Bu yıl Cansu Dere ve Fahriye Evcen’i götürdüler Cannes’a...
Cannes’da kırmızı halıya çıkmak demek, bütün dünya medyasının kameralarının üzerinde olması demek.
Zaten ünlü oyuncular, ödüle aday filmlerin yönetmenleri kırmızı halıya çıkmadan önce anons edilirler. “Bilmem kim geliyor kırmızı halıya, şimdi de şu geliyor” diyerek...
Dünyanın en büyük ajansları, gazetelerin foto muhabirleri de hemen pozisyon alırlar en güzel kareyi yakalayabilmek için.
Bu bilgiler sonrasında şimdi Cansu’nun şu fotoğraflarına bir daha bakın.
Cansu poz veriyor da, kime veriyor?..
Arkadaki foto muhabirlerinin umurunda değil. Kendi aralarında muhabbete dalmışlar, kırmızı halıya çıkacak ünlüyü bekliyorlar.
“Bu kız da kim” diyerek ilaç niyetine bir kare bile deklanşöre basmıyorlar.
Cansu için öyle de, Fahriye Evcen için farklı mı?
O da poz verdi kırmızı halıda ama kimse dönüp bakmadı.
Peki bu pozları kime veriyorlar bizim güzel oyuncularımız?
Söyleyeyim;
Sadece L’Oreal’in orada hazır bulundurduğu tek bir fotoğrafçıya...
Cüneyt Çakır
Türk futbolu Avrupa’da dibe çökerken...
Kalite olarak yerlerde sürünürken... Yönetimi, taraftarı, futbolcusuyla dibe vururken...
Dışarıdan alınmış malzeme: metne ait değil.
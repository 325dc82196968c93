// Copyright 2025 the Arbor Authors
// SPDX-License-Identifier: Apache-2.0 OR MIT

//! Distance metrics over coordinate vectors.
//!
//! Nearest-neighbor pruning compares the distance between two points measured on
//! one axis alone against a full distance. That comparison is only sound if the
//! single-axis distance never exceeds the full one. [`Euclidean`], [`EuclideanSq`],
//! [`Manhattan`] and [`Chebyshev`] all satisfy this. [`Canberra`] does not.

use crate::error::{Error, InvalidArgument};

/// A distance function between two equal-length coordinate vectors.
///
/// Any `Fn(&[f64], &[f64]) -> f64` is a metric:
///
/// ```rust
/// use arbor_index::DistanceMetric;
///
/// let dx = |a: &[f64], b: &[f64]| (a[0] - b[0]).abs();
/// assert_eq!(dx.distance(&[1.0, 9.0], &[4.0, 0.0]), 3.0);
/// assert!(dx.try_distance(&[1.0], &[4.0, 0.0]).is_err());
/// ```
pub trait DistanceMetric {
    /// Distance between `a` and `b`.
    ///
    /// Callers guarantee `a.len() == b.len()`; use [`try_distance`](Self::try_distance)
    /// when that is not known.
    fn distance(&self, a: &[f64], b: &[f64]) -> f64;

    /// Distance between `a` and `b`, rejecting vectors of different lengths.
    fn try_distance(&self, a: &[f64], b: &[f64]) -> Result<f64, Error> {
        if a.len() != b.len() {
            return Err(InvalidArgument::MetricLengthMismatch {
                left: a.len(),
                right: b.len(),
            }
            .into());
        }
        Ok(self.distance(a, b))
    }
}

impl<F> DistanceMetric for F
where
    F: Fn(&[f64], &[f64]) -> f64,
{
    #[inline]
    fn distance(&self, a: &[f64], b: &[f64]) -> f64 {
        self(a, b)
    }
}

/// Straight-line distance.
#[derive(Copy, Clone, Debug, Default, PartialEq, Eq)]
pub struct Euclidean;

/// Sum of squared differences.
///
/// Ranks neighbors exactly like [`Euclidean`] without the square root.
#[derive(Copy, Clone, Debug, Default, PartialEq, Eq)]
pub struct EuclideanSq;

/// Sum of absolute differences (taxicab distance).
#[derive(Copy, Clone, Debug, Default, PartialEq, Eq)]
pub struct Manhattan;

/// Largest absolute difference on any axis.
#[derive(Copy, Clone, Debug, Default, PartialEq, Eq)]
pub struct Chebyshev;

/// Sum of `|a - b| / (|a| + |b|)` per axis. Axes where both values are zero add nothing.
///
/// This metric is scale-normalized per axis, so the distance measured on one axis
/// can exceed the full distance measured from a different pair of points. Nearest
/// and k-nearest queries may then prune a subtree that held the true answer.
/// Results from those queries are approximate under this metric.
#[derive(Copy, Clone, Debug, Default, PartialEq, Eq)]
pub struct Canberra;

impl DistanceMetric for EuclideanSq {
    fn distance(&self, a: &[f64], b: &[f64]) -> f64 {
        debug_assert_eq!(a.len(), b.len(), "metric inputs must be equal length");
        a.iter()
            .zip(b)
            .map(|(x, y)| {
                let d = y - x;
                d * d
            })
            .sum()
    }
}

impl DistanceMetric for Euclidean {
    fn distance(&self, a: &[f64], b: &[f64]) -> f64 {
        sqrt(EuclideanSq.distance(a, b))
    }
}

impl DistanceMetric for Manhattan {
    fn distance(&self, a: &[f64], b: &[f64]) -> f64 {
        debug_assert_eq!(a.len(), b.len(), "metric inputs must be equal length");
        a.iter().zip(b).map(|(x, y)| abs(y - x)).sum()
    }
}

impl DistanceMetric for Chebyshev {
    fn distance(&self, a: &[f64], b: &[f64]) -> f64 {
        debug_assert_eq!(a.len(), b.len(), "metric inputs must be equal length");
        a.iter()
            .zip(b)
            .map(|(x, y)| abs(y - x))
            .fold(0.0, f64::max)
    }
}

impl DistanceMetric for Canberra {
    fn distance(&self, a: &[f64], b: &[f64]) -> f64 {
        debug_assert_eq!(a.len(), b.len(), "metric inputs must be equal length");
        a.iter()
            .zip(b)
            .map(|(x, y)| {
                let denom = abs(*x) + abs(*y);
                if denom == 0.0 { 0.0 } else { abs(y - x) / denom }
            })
            .sum()
    }
}

#[cfg(feature = "std")]
#[inline]
fn sqrt(v: f64) -> f64 {
    v.sqrt()
}

#[cfg(all(not(feature = "std"), feature = "libm"))]
#[inline]
fn sqrt(v: f64) -> f64 {
    libm::sqrt(v)
}

#[cfg(feature = "std")]
#[inline]
fn abs(v: f64) -> f64 {
    v.abs()
}

#[cfg(all(not(feature = "std"), feature = "libm"))]
#[inline]
fn abs(v: f64) -> f64 {
    libm::fabs(v)
}

#[cfg(not(any(feature = "std", feature = "libm")))]
compile_error!("arbor_index requires either the `std` or the `libm` feature");

#[cfg(test)]
mod tests {
    use super::*;

    const A: [f64; 3] = [1.0, 2.0, 3.0];
    const B: [f64; 3] = [4.0, 6.0, 3.0];

    #[test]
    fn known_values() {
        assert_eq!(EuclideanSq.distance(&A, &B), 25.0);
        assert_eq!(Euclidean.distance(&A, &B), 5.0);
        assert_eq!(Manhattan.distance(&A, &B), 7.0);
        assert_eq!(Chebyshev.distance(&A, &B), 4.0);
        let c = Canberra.distance(&A, &B);
        assert!((c - (3.0 / 5.0 + 4.0 / 8.0)).abs() < 1e-12, "canberra was {c}");
    }

    #[test]
    fn canberra_skips_zero_axes() {
        assert_eq!(Canberra.distance(&[0.0, 1.0], &[0.0, 1.0]), 0.0);
        assert_eq!(Canberra.distance(&[0.0, 0.0], &[0.0, 2.0]), 1.0);
    }

    #[test]
    fn try_distance_rejects_length_mismatch() {
        let err = Manhattan.try_distance(&[1.0, 2.0], &[1.0]).unwrap_err();
        assert_eq!(
            err,
            Error::InvalidArgument(InvalidArgument::MetricLengthMismatch { left: 2, right: 1 })
        );
        assert_eq!(Chebyshev.try_distance(&[1.0], &[3.0]), Ok(2.0));
    }

    #[test]
    fn single_axis_never_overestimates() {
        let metrics: [&dyn DistanceMetric; 4] = [&Euclidean, &EuclideanSq, &Manhattan, &Chebyshev];
        for m in metrics {
            let full = m.distance(&A, &B);
            for axis in 0..A.len() {
                let one = m.distance(&A[axis..=axis], &B[axis..=axis]);
                assert!(one <= full, "axis {axis}: {one} > {full}");
            }
        }
    }

    #[test]
    fn closures_are_metrics() {
        let first_axis = |a: &[f64], b: &[f64]| (a[0] - b[0]).abs();
        assert_eq!(first_axis.distance(&A, &B), 3.0);
    }
}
Bir Türk hakemi uluslararası arenada yükseldikçe yükseliyor.
Parladıkça parlıyor.
Dünya Kupası’ndaki başarılı yönetimlerinin ardından şimdi de Şampiyonlar Ligi finalini yönetecek Cüneyt Çakır.
Bulunduğu sektör sürekli çökerken içindeki bir adamın sürekli yükselmesi kolay başarı değildir.
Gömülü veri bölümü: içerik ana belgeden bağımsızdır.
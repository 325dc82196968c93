// Copyright 2025 the Arbor Authors
// SPDX-License-Identifier: Apache-2.0 OR MIT

//! k-nearest in 3D under several metrics, checked against the linear-scan backend.
//!
//! Closures work as metrics too; the last query weights the vertical axis.
//!
//! Run:
//! - `cargo run -p arbor_demos --example k_nearest_3d`

use arbor_index::{
    Canberra, Chebyshev, DistanceMetric, Euclidean, Index, Indexable, Manhattan,
};

#[derive(Debug, Clone, PartialEq)]
struct Star {
    name: String,
    pos: [f64; 3],
}

impl Indexable for Star {
    fn coordinates(&self) -> &[f64] {
        &self.pos
    }
}

fn stars() -> Vec<Star> {
    let mut out = Vec::new();
    for i in 0..8 {
        for j in 0..8 {
            for k in 0..8 {
                let jitter = ((i * 31 + j * 17 + k * 7) % 11) as f64 * 0.05;
                out.push(Star {
                    name: format!("s{i}{j}{k}"),
                    pos: [i as f64 + jitter, j as f64 - jitter, k as f64 + 0.5 * jitter],
                });
            }
        }
    }
    out
}

fn main() -> Result<(), Box<dyn std::error::Error>> {
    tracing_subscriber::fmt()
        .with_env_filter(tracing_subscriber::EnvFilter::from_default_env())
        .init();

    let mut kd: Index<Star> = Index::new(3)?;
    kd.build(stars())?;
    let mut flat = Index::<Star>::with_flat_vec(3)?;
    flat.build(stars())?;

    let query = [3.3, 4.1, 2.7];
    let weighted = |a: &[f64], b: &[f64]| {
        a.iter()
            .zip(b)
            .zip([1.0, 1.0, 4.0])
            .map(|((x, y), w)| w * (x - y).abs())
            .sum::<f64>()
    };
    let metrics: [(&str, &dyn DistanceMetric); 5] = [
        ("euclidean", &Euclidean),
        ("manhattan", &Manhattan),
        ("chebyshev", &Chebyshev),
        ("weighted", &weighted),
        ("canberra", &Canberra),
    ];

    for (label, metric) in metrics {
        let tree: Vec<_> = kd.k_nearest_with_distances(metric, 5, &query)?;
        let scan: Vec<_> = flat.k_nearest_with_distances(metric, 5, &query)?;
        let names: Vec<&str> = tree.iter().map(|n| n.item.name.as_str()).collect();
        let same = tree
            .iter()
            .zip(&scan)
            .all(|(a, b)| a.distance == b.distance);
        println!("{label:>10}: {names:?} (matches linear scan: {same})");
    }
    Ok(())
}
Bu yüzden helal olsun ve şansın bol olsun Cüneyt Çakır...
Ulusal spor basını yerel spor basını
Mersin’de sadece haftada bir yayınlanan, kendi yağında kavrulmaya çalışan yerel spor gazetesi Paskolik, Mersin-Fenerbahçe maçı öncesinde Emre’yi hedef tahtasına oturtan bir fotoğraf yayınladı.
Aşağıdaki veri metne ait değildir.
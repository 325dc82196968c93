// Copyright 2025 the Arbor Authors
// SPDX-License-Identifier: Apache-2.0 OR MIT

//! Worley (cell) noise on top of the k-d index.
//!
//! Feature points are scattered through unit cells with a per-cell hash, so the
//! same cell always gets the same points. Each pixel is mapped into world space
//! with a viewport transform, then shaded by its distance to the nearest feature
//! point (F1) or by `F2 - F1`. Panning the view past the scattered cells grows
//! the corpus, which rebuilds the whole index.
//!
//! Run:
//! - `cargo run -p arbor_demos --example worley_noise -- [output-dir]`
//! - `RUST_LOG=arbor_index=debug` shows each rebuild.

use std::fs::File;
use std::io::{BufWriter, Write};
use std::path::{Path, PathBuf};

use arbor_index::{DistanceMetric, Euclidean, Index, Indexable, Manhattan};
use kurbo::{Affine, Point, Rect, Vec2};

const WIDTH: usize = 256;
const HEIGHT: usize = 256;
const CELLS_ACROSS: f64 = 8.0;
const MAX_PER_CELL: u64 = 3;

#[derive(Clone, Debug, PartialEq)]
struct Feature {
    at: [f64; 2],
}

impl Feature {
    fn new(p: Point) -> Self {
        Self { at: [p.x, p.y] }
    }
}

impl Indexable for Feature {
    fn coordinates(&self) -> &[f64] {
        &self.at
    }
}

fn hash(x: i64, y: i64, salt: u64) -> u64 {
    let mut h = (x as u64).wrapping_mul(0x9E37_79B9_7F4A_7C15)
        ^ (y as u64).wrapping_mul(0xC2B2_AE3D_27D4_EB4F)
        ^ salt.wrapping_mul(0x1656_67B1_9E37_79F9);
    h ^= h >> 33;
    h = h.wrapping_mul(0xFF51_AFD7_ED55_8CCD);
    h ^= h >> 33;
    h
}

fn unit(h: u64) -> f64 {
    (h >> 11) as f64 / (1_u64 << 53) as f64
}

/// Feature points for every cell whose origin lies in `cells`.
fn scatter(cells: Rect) -> Vec<Feature> {
    let mut out = Vec::new();
    for cy in cells.y0 as i64..cells.y1 as i64 {
        for cx in cells.x0 as i64..cells.x1 as i64 {
            let count = 1 + hash(cx, cy, 0) % MAX_PER_CELL;
            for i in 0..count {
                let offset = Vec2::new(
                    unit(hash(cx, cy, 2 * i + 1)),
                    unit(hash(cx, cy, 2 * i + 2)),
                );
                out.push(Feature::new(Point::new(cx as f64, cy as f64) + offset));
            }
        }
    }
    out
}

/// Cells a view needs, with a one-cell margin so edge pixels see their true neighbors.
fn cells_for(view: Affine) -> Rect {
    let world = view.transform_rect_bbox(Rect::new(0.0, 0.0, WIDTH as f64, HEIGHT as f64));
    world.inflate(1.0, 1.0).expand()
}

struct Field {
    index: Index<Feature>,
    covered: Rect,
}

impl Field {
    fn new(view: Affine) -> Result<Self, arbor_index::Error> {
        let covered = cells_for(view);
        let mut index = Index::new(2)?;
        index.build(scatter(covered))?;
        Ok(Self { index, covered })
    }

    /// Scatter any cells `view` needs that are not covered yet. Panning is rightward only.
    fn cover(&mut self, view: Affine) -> Result<(), arbor_index::Error> {
        let needed = cells_for(view);
        if needed.x1 > self.covered.x1 {
            let strip = Rect::new(self.covered.x1, self.covered.y0, needed.x1, self.covered.y1);
            self.index.extend(scatter(strip))?;
            self.covered.x1 = needed.x1;
        }
        Ok(())
    }

    /// `F1` when `contrast` is false, otherwise `F2 - F1`, clamped to `[0, 1]`.
    fn shade(
        &self,
        metric: &dyn DistanceMetric,
        p: Point,
        contrast: bool,
    ) -> Result<f64, arbor_index::Error> {
        let found = self.index.k_nearest_with_distances(metric, 2, &[p.x, p.y])?;
        let v = match found.as_slice() {
            [f1, f2] if contrast => f2.distance - f1.distance,
            [f1, ..] => f1.distance,
            [] => 1.0,
        };
        Ok(v.clamp(0.0, 1.0))
    }
}

fn render(
    field: &Field,
    view: Affine,
    metric: &dyn DistanceMetric,
    contrast: bool,
    path: &Path,
) -> Result<(), Box<dyn std::error::Error>> {
    let mut out = BufWriter::new(File::create(path)?);
    write!(out, "P5\n{WIDTH} {HEIGHT}\n255\n")?;
    let mut row = vec![0_u8; WIDTH];
    for py in 0..HEIGHT {
        for (px, texel) in row.iter_mut().enumerate() {
            let world = view * Point::new(px as f64 + 0.5, py as f64 + 0.5);
            let v = field.shade(metric, world, contrast)?;
            *texel = (v * 255.0).round() as u8;
        }
        out.write_all(&row)?;
    }
    out.flush()?;
    println!("wrote {}", path.display());
    Ok(())
}

fn main() -> Result<(), Box<dyn std::error::Error>> {
    tracing_subscriber::fmt()
        .with_env_filter(tracing_subscriber::EnvFilter::from_default_env())
        .init();

    let dir: PathBuf = std::env::args_os()
        .nth(1)
        .map(PathBuf::from)
        .unwrap_or_else(std::env::temp_dir);

    let px_to_cells = Affine::scale(CELLS_ACROSS / WIDTH as f64);
    let mut view = px_to_cells;
    let mut field = Field::new(view)?;
    println!("{} feature points", field.index.len());

    render(&field, view, &Euclidean, false, &dir.join("worley_f1.pgm"))?;
    render(&field, view, &Euclidean, true, &dir.join("worley_f2_f1.pgm"))?;

    view = Affine::translate(Vec2::new(CELLS_ACROSS * 0.75, 0.0)) * px_to_cells;
    field.cover(view)?;
    println!("{} feature points after panning", field.index.len());
    render(&field, view, &Manhattan, false, &dir.join("worley_f1_panned.pgm"))?;
    Ok(())
}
Mersin’li oyuncunun eline de oyuncak bir silah yerleştirerek, “Hedefte Fener War” başlığını atmışlar.
‘War’ın hem İngilizce hem Türkçe anlamını kullanıp kelime oyunu yaparak.
Aman Allah’ım, bizim ulusal gazetelerin ve televizyonların yorumcuları demediğini bırakmadı Mersin’in yerel gazetesine.
Böyle başlık mı olurmuş...
Şiddete özendiriyormuş...
Ne demek Emre’yi hedefe koymakmış...
Zavallı Paskolik’çiler neye uğradıklarını şaşırdılar, çaresizce özür dilemek zorunda kaldılar.
Yahu kardeşim bu tür fotomontajları, bu tür başlıkları Mersin’in yerel basını nereden öğrendi?
Tabii ki yıllardır aynı fotomontajları yapan, “Yendik mi lan” başlıklarını atan ulusal spor basınından ve ulusal spor gazetelerinden.
Her büyük maç öncesinde yıllarca mızraklar, bombalar, kalkanlar, toplar, tüfekler kullanarak tam sayfa mizansen fotoğraflar basmadı mı, provokatif başlıklar atmadı mı ulusal spor basını?..
Onların günahlarının yanında Mersin’in yerel gazetesinin yaptığı çok masum kalır.
Şimdi bakıyorum, sanki yıllarca bu işi yapanlar kendileri değilmiş gibi ulusal spor basını yerel bir gazeteyi döverek günah çıkarmaya çalışıyor.
Vallahi ayıptır, vallahi günahtır.
Tamam Paskolik’in yaptığı doğru değil ama aynı tepkiyi ulusal gazeteler yaptığında neden göstermiyorsunuz?
Ben Mersinli meslektaşlarımın yerinde olsam, ulusal spor basınının bugüne kadar yaptığı benzer mizanpajları derler, “Önce aynaya bakın” diyerek tokat gibi çarpardım suratlarına.